The writing was on the wall even under Trump, when longer-term deregulatory “economically significant” rules were outnumbered by the regulatory ones. As detailed earlier, even the “Deregulatory” designation for a federal rule no longer exists under Biden. Worse, the distinctions between regulatory and deregulatory weren’t merely silently dropped back in the spring 2021 edition of the Agenda; they were scrubbed even from the Trump years in the government’s database. This act has broader implications for trusting progressive government with data, on everything from economic reporting to vaccine efficacy trials to climate realities to routine cost-benefit calculations. A Biden day-one directive even removed guidance document portals and directed the removal of rules agencies had issued to codify guidance disclosure procedures under Trump.

Now to the numbers. Biden’s final rule counts as reflected in the Federal Register have not been particularly alarming in the scheme of things (3,084 as of today), but economically significant rules have crept back up to Obama and Bush levels.

Biden’s overall rule count in the fall Agenda stands at 3,777 across the “Active” “Completed,” and “Long-term” stages, compared to 3,959 back in the Spring. (Trump’s final Agenda tally of a year ago stood at 3,852 rules. There were, however, 653 rules deemed “Deregulatory” back then; Trump’s lowest count had been 3,209 in fall 2017).

The table also reflects the breakdown of Biden’s rules by those categories. We find, respectively, 475 rules recently Completed, 2,678 Active, and 624 Long-term rulemakings in the pipeline, compared to 787 recently Completed, 2,550 Active and 622 Long-term back the Spring edition. Many of the rules are reappearing and we may take a further look later.  

Digging a bit deeper, the Unified Agenda presents a costlier subset of rules classified as “economically significant,” generally indicating that they have $100 million in annual effects.

In the fall 2021 Agenda, 295 of the 3,777 are deemed economically significant, with 40 of them recently completed, 205 active and 50 being prepped for the long term.

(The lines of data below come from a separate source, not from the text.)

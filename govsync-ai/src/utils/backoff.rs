//! AI call retry policy
//!
//! Exponential backoff with a ceiling and a bounded number of attempts.
//! The delay schedule is a pure function; sleeping goes through an injected
//! [`Clock`] so tests run without real waits.

use async_trait::async_trait;
use govsync_common::config::SyncConfig;
use std::time::Duration;

/// Backoff parameters
#[derive(Debug, Clone, Copy, PartialEq, Eq)]
pub struct RetryPolicy {
    pub initial_delay: Duration,
    pub max_delay: Duration,
    /// Total attempts including the first one
    pub max_attempts: u32,
}

impl Default for RetryPolicy {
    fn default() -> Self {
        Self {
            initial_delay: Duration::from_millis(1000),
            max_delay: Duration::from_millis(30_000),
            max_attempts: 5,
        }
    }
}

impl RetryPolicy {
    pub fn from_config(config: &SyncConfig) -> Self {
        Self {
            initial_delay: Duration::from_millis(config.initial_delay_ms),
            max_delay: Duration::from_millis(config.max_delay_ms),
            max_attempts: config.max_attempts.max(1),
        }
    }

    /// Delay after failed attempt `attempt` (1-based): `min(initial * 2^(n-1), max)`
    pub fn delay_for_attempt(&self, attempt: u32) -> Duration {
        let exponent = attempt.saturating_sub(1).min(31);
        let factor = 1u32 << exponent;
        self.initial_delay
            .checked_mul(factor)
            .unwrap_or(self.max_delay)
            .min(self.max_delay)
    }

    /// Next state after attempt `attempt` failed with a retryable error
    ///
    /// A server-provided wait (`Retry-After`) replaces the computed delay but
    /// is still capped at `max_delay`.
    pub fn after_failure(&self, attempt: u32, requested: Option<Duration>) -> RetryState {
        if attempt >= self.max_attempts {
            return RetryState::Deferred { attempts: attempt };
        }
        let delay = requested
            .map(|d| d.min(self.max_delay))
            .unwrap_or_else(|| self.delay_for_attempt(attempt));
        RetryState::Backoff { attempt, delay }
    }
}

/// Retry state of one candidate's AI call
#[derive(Debug, Clone, Copy, PartialEq, Eq)]
pub enum RetryState {
    /// Attempt `n` is in flight
    Attempting(u32),
    /// Attempt `attempt` failed; wait `delay` before the next one
    Backoff { attempt: u32, delay: Duration },
    /// Retries exhausted (or the error was final)
    Deferred { attempts: u32 },
}

/// Time source for backoff sleeps
#[async_trait]
pub trait Clock: Send + Sync {
    async fn sleep(&self, duration: Duration);
}

/// Real clock backed by `tokio::time`
#[derive(Debug, Clone, Copy, Default)]
pub struct TokioClock;

#[async_trait]
impl Clock for TokioClock {
    async fn sleep(&self, duration: Duration) {
        tokio::time::sleep(duration).await;
    }
}

#[cfg(test)]
mod tests {
    use super::*;

    fn policy() -> RetryPolicy {
        RetryPolicy {
            initial_delay: Duration::from_millis(100),
            max_delay: Duration::from_millis(1000),
            max_attempts: 5,
        }
    }

    #[test]
    fn test_delay_doubles_until_ceiling() {
        let policy = policy();
        let delays: Vec<u64> = (1..=6)
            .map(|n| policy.delay_for_attempt(n).as_millis() as u64)
            .collect();
        assert_eq!(delays, vec![100, 200, 400, 800, 1000, 1000]);
    }

    #[test]
    fn test_delay_never_overflows() {
        let policy = policy();
        assert_eq!(policy.delay_for_attempt(u32::MAX), Duration::from_millis(1000));
    }

    #[test]
    fn test_after_failure_defers_on_last_attempt() {
        let policy = policy();
        assert_eq!(
            policy.after_failure(1, None),
            RetryState::Backoff {
                attempt: 1,
                delay: Duration::from_millis(100)
            }
        );
        assert_eq!(
            policy.after_failure(5, None),
            RetryState::Deferred { attempts: 5 }
        );
    }

    #[test]
    fn test_retry_after_is_honoured_but_capped() {
        let policy = policy();
        assert_eq!(
            policy.after_failure(1, Some(Duration::from_millis(700))),
            RetryState::Backoff {
                attempt: 1,
                delay: Duration::from_millis(700)
            }
        );
        assert_eq!(
            policy.after_failure(2, Some(Duration::from_secs(60))),
            RetryState::Backoff {
                attempt: 2,
                delay: Duration::from_millis(1000)
            }
        );
    }

    #[test]
    fn test_from_config_keeps_at_least_one_attempt() {
        let config = SyncConfig {
            max_attempts: 0,
            ..SyncConfig::default()
        };
        assert_eq!(RetryPolicy::from_config(&config).max_attempts, 1);
    }
}
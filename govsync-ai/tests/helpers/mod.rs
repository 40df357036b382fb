//! Test Helper Utilities
//!
//! Shared utilities for govsync-ai integration tests

#![allow(dead_code)]

pub mod fixtures;
pub mod scripted;

// Re-export commonly used items
pub use fixtures::{
    build_engine, candidate, response, test_config, test_processor, test_store, TEST_VOCABULARY,
};
pub use scripted::{RecordingClock, ScriptedProvider, StatementOnFirstCall};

In the “other significant” subset of rules, there are 1,163 rules (100 completed, 825 active, 235 long term).

While in most categories there was more completed output back in the spring as the administration moved fast, we might perhaps anticipate a surge before the spring 2022 Agenda appears, given that the OMB indicates that the just-passed infrastructure legislation will be the wind beneath administrative wings:

Between this regulatory agenda and the next in spring 2022, agencies will also be developing plans for implementing the Infrastructure Investment and Jobs Act (IIJA), historic legislation to rebuild crumbling infrastructure, create good paying jobs, and grow our economy. These plans will provide greater detail on how agencies will administer new IIJA programs in a manner that delivers meaningful results to all Americans, strengthens American manufacturing, and advances climate resilience. These plans will provide an opportunity for the public to be partners in the implementation of the IIJA—and all government programs. Public engagement in IIJA implementation can only make it better and more responsive to what our families and communities most need.

One must expect similar license will be assumed if some version of the Build Back Better plan comes to fruition in the coming days. Already Biden’s spending agenda, reflected in his $6 trillion fiscal budget proposal and across the American Rescue Plan and Build Back Better, is highly regulatory in nature in a manner not captured in the Agenda. The regulatory Agenda assumes less descriptive significance, as spending itself is increasingly regulatory. This transformation and rise of social custodianship is a major issue with which legislators need to grapple as the address the ongoing abuse of crises like the COVID-19 pandemic by policymakers.

The Trump deregulatory campaign was not durable. Biden’s executive orders and legislative and regulatory agenda have seen to that. Tracking the scope of government will increasingly pose a challenge, as the Unified Agenda and other official disclosures fall short as adequate yardsticks for disclosure and measurement of government.